The Israeli startup’s surgical device finds life-threatening conditions.
By Yakir Benzion, United With Israel
The U.S. Food and Drug Administration has awarded an Israeli company the elite status of “FDA Breakthrough Designation” for developing a new system for the early detection of ‘anastomotic leaks’ – the most life-threatening complication from gastrointestinal surgery, Exero Medical reported Tuesday.
The National Institutes of Health says “Anastomotic leaks are among the most dreaded complications after colorectal surgery,” which tens of thousands of Americans undergo each year. When the intestines are sewn back together, the closure must be 100 percent, as any leakage can lead to fatal infections.
Founded in 2018, Exero Medical created a patent-pending implantable biodegradable wireless sensor designed to continuously monitor the GI tract near the surgical site, alerting physicians to potential anastomotic leakage after an operation. The system prevents complications by warning physicians of a potential leak, enabling early intervention.
The company discovered an added benefit because their device can also identify proper tissue healing that enables a healthy patient to be discharged earlier.

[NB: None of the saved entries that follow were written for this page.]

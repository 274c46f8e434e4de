#![allow(dead_code)]

//! Shared provider fakes for the integration suites.

use std::sync::atomic::{AtomicUsize, Ordering};
use std::sync::{Arc, Mutex, PoisonError};

use async_trait::async_trait;

use reach::error::{ProviderError, Result};
use reach::guardrails::{GuardrailManager, GuardrailOptions};
use reach::pipeline::ContentPipeline;
use reach::providers::{
    AspectRatio, GenerationOutcome, GenerationRequest, ImageBatch, ImageGenerator, ProviderSet,
    SearchProvider, SearchResult, TextGenerator,
};
use reach::session::SessionStore;

/// Sized for the 200 to 500 character quality band, and already carrying a
/// hashtag so the linkedin writer appends nothing to it.
pub const LONG_REPLY: &str = "Staging works because buyers shop with their eyes first. Clear \
     the counters and swap heavy drapes for sheers so the entry can breathe. Homes presented \
     this way photograph wider and collect stronger offers in their first weekend than their \
     unstaged neighbors manage. #HomeStaging";

/// Under the 50 character retry floor.
pub const SHORT_REPLY: &str = "Too short to ship.";

/// Always answers with the same reply, counting calls and recording prompts.
pub struct CountingText {
    reply: &'static str,
    calls: AtomicUsize,
    pub seen_prompts: Mutex<Vec<String>>,
}

impl CountingText {
    pub fn new(reply: &'static str) -> Arc<Self> {
        Arc::new(Self {
            reply,
            calls: AtomicUsize::new(0),
            seen_prompts: Mutex::new(Vec::new()),
        })
    }

    pub fn calls(&self) -> usize {
        self.calls.load(Ordering::SeqCst)
    }
}

#[async_trait]
impl TextGenerator for CountingText {
    async fn generate(&self, request: GenerationRequest) -> Result<GenerationOutcome> {
        self.calls.fetch_add(1, Ordering::SeqCst);
        self.seen_prompts
            .lock()
            .unwrap_or_else(PoisonError::into_inner)
            .push(request.prompt);
        Ok(GenerationOutcome::text_only(self.reply))
    }

    fn name(&self) -> &str {
        "counting"
    }
}

/// Answers generate calls from a fixed script, in order. An exhausted script
/// is a test bug and errors loudly.
pub struct ScriptedText {
    responses: Mutex<Vec<Result<String>>>,
    calls: AtomicUsize,
}

impl ScriptedText {
    pub fn new(responses: Vec<Result<String>>) -> Arc<Self> {
        Arc::new(Self {
            responses: Mutex::new(responses),
            calls: AtomicUsize::new(0),
        })
    }

    pub fn calls(&self) -> usize {
        self.calls.load(Ordering::SeqCst)
    }
}

#[async_trait]
impl TextGenerator for ScriptedText {
    async fn generate(&self, _request: GenerationRequest) -> Result<GenerationOutcome> {
        self.calls.fetch_add(1, Ordering::SeqCst);
        let mut responses = self
            .responses
            .lock()
            .unwrap_or_else(PoisonError::into_inner);
        if responses.is_empty() {
            return Err(ProviderError::Empty {
                provider: "scripted".to_string(),
            }
            .into());
        }
        responses.remove(0).map(GenerationOutcome::text_only)
    }

    fn name(&self) -> &str {
        "scripted"
    }
}

/// Errors on every call; stands in for an unreachable model.
pub struct FailingText {
    calls: AtomicUsize,
}

impl FailingText {
    pub fn new() -> Arc<Self> {
        Arc::new(Self {
            calls: AtomicUsize::new(0),
        })
    }

    pub fn calls(&self) -> usize {
        self.calls.load(Ordering::SeqCst)
    }
}

#[async_trait]
impl TextGenerator for FailingText {
    async fn generate(&self, _request: GenerationRequest) -> Result<GenerationOutcome> {
        self.calls.fetch_add(1, Ordering::SeqCst);
        Err(ProviderError::Http {
            provider: "failing".to_string(),
            message: "connection refused".to_string(),
        }
        .into())
    }

    fn name(&self) -> &str {
        "failing"
    }
}

pub struct NoImage;

#[async_trait]
impl ImageGenerator for NoImage {
    async fn generate_image(
        &self,
        _prompt: &str,
        _aspect_ratio: AspectRatio,
        _negative_prompt: Option<&str>,
    ) -> Result<ImageBatch> {
        Ok(ImageBatch::default())
    }

    fn name(&self) -> &str {
        "no-image"
    }
}

/// One canned market result per query, so research never needs the LLM
/// fallback and call counts stay exact.
pub struct StubSearch;

#[async_trait]
impl SearchProvider for StubSearch {
    async fn search(&self, query: &str, _num_results: u32) -> Vec<SearchResult> {
        vec![SearchResult {
            title: format!("Result for {query}"),
            url: "https://example.com/market".to_string(),
            snippet: "Staged homes sell 30% faster on average.".to_string(),
        }]
    }

    fn name(&self) -> &str {
        "stub-search"
    }
}

pub fn providers(text: Arc<dyn TextGenerator>) -> ProviderSet {
    ProviderSet::custom(text, Arc::new(NoImage), Arc::new(StubSearch))
}

/// Pipeline with default guardrails and no classifier.
pub fn pipeline(text: Arc<dyn TextGenerator>) -> (ContentPipeline, Arc<SessionStore>) {
    pipeline_with_guardrails(text, GuardrailManager::new(GuardrailOptions::default(), None))
}

pub fn pipeline_with_guardrails(
    text: Arc<dyn TextGenerator>,
    guardrails: GuardrailManager,
) -> (ContentPipeline, Arc<SessionStore>) {
    let sessions = Arc::new(SessionStore::new());
    let pipeline = ContentPipeline::new(providers(text), guardrails, sessions.clone()).unwrap();
    (pipeline, sessions)
}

“In the realm of early detection of anastomotic leaks, there is currently no [other] technology that offers clinicians insights on the state of a patient’s internal tissue healing following resection surgery in the GI [tract],” said Exero Medical CEO, Erez Shor. “The time needed today to obtain definitive diagnosis of a leak often puts the patient in a critical state of health.”
“Alternatively, some surgeons order invasive interventions as a precautionary step, putting patients through often-unnecessary additional procedures,” Shor added. “Our system is designed to provide clinicians the needed data on tissue healing well before a patient reaches a catastrophic situation, enabling more precise and effective intervention, minimizing complications and potentially saving lives.”
Exero Medical demonstrated to the FDA that its smart sensor for the early detection of the potentially lethal leakage following GI surgery not only works, but also “represents a breakthrough that may demonstrate substantial improvement over any available solution.”
The FDA scrutinized the company’s pre-clinical data from its animal studies as well as clinical data collected in the first in-human feasibility trial conducted at Rabin Medical Center in Tel Aviv.
“We are thrilled to work with the FDA to optimize our regulatory process. I expect the rapid interaction with FDA will reduce our time to market,” said Shor.